Dataset entries
+===+
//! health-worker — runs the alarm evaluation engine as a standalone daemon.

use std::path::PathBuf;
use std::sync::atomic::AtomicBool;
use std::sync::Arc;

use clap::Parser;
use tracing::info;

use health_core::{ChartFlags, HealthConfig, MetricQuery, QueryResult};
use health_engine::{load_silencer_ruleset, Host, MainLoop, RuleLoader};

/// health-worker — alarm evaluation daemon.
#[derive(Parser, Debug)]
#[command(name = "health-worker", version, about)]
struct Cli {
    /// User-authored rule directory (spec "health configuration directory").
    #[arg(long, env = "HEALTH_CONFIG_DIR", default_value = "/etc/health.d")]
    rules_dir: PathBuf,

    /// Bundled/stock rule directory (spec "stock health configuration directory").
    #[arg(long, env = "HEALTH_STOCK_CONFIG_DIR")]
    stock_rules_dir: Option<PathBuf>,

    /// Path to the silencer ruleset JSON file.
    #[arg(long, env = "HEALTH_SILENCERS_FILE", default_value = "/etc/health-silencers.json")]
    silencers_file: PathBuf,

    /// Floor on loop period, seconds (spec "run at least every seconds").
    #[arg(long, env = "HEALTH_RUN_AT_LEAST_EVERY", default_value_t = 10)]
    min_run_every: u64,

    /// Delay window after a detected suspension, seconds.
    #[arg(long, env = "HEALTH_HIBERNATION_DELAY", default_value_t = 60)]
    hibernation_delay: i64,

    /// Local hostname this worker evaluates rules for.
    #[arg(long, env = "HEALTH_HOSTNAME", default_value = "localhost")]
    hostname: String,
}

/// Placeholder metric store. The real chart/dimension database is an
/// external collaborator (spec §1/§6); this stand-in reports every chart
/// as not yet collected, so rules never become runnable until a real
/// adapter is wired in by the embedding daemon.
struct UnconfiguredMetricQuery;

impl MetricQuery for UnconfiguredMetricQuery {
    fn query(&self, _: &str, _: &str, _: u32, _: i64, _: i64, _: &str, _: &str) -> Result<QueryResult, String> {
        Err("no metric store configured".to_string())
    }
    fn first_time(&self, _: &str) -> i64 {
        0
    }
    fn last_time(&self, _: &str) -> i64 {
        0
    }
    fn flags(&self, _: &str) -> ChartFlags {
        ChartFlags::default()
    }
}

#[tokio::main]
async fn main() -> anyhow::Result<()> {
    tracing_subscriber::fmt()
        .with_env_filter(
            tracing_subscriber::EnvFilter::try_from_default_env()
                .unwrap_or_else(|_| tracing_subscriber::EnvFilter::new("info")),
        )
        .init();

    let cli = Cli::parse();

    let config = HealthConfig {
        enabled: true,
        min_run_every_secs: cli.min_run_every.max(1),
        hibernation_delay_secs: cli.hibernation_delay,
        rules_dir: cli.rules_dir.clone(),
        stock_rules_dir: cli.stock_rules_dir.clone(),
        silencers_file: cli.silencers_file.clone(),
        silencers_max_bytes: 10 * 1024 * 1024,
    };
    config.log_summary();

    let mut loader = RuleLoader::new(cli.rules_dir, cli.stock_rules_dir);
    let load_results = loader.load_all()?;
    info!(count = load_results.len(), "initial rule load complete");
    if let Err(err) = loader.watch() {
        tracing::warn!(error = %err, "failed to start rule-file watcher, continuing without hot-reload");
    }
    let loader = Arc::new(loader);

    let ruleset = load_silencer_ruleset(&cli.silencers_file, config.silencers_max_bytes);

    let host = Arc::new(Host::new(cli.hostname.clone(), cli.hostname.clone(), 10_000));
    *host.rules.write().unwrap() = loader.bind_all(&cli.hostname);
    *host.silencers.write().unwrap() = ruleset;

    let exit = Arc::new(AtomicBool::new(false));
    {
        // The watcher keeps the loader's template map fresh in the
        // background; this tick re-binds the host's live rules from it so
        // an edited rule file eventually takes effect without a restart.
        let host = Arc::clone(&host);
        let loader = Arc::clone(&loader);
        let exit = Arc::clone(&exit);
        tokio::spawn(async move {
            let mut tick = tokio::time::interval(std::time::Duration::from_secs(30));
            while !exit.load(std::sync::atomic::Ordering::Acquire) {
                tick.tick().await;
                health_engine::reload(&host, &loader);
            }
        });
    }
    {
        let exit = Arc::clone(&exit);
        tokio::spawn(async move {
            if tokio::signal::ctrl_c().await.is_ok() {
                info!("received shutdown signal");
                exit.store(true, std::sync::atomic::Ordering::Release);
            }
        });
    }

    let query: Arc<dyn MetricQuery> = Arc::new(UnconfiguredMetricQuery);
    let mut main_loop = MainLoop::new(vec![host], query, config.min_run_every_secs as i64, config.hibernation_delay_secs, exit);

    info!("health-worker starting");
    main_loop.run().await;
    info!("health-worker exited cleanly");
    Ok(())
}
+===+
• [What you will do]
Lines that hold "Parser" are the ones to copy, so pick each out from the data.

• [Answer below]
use clap::Parser;
#[derive(Parser, Debug)]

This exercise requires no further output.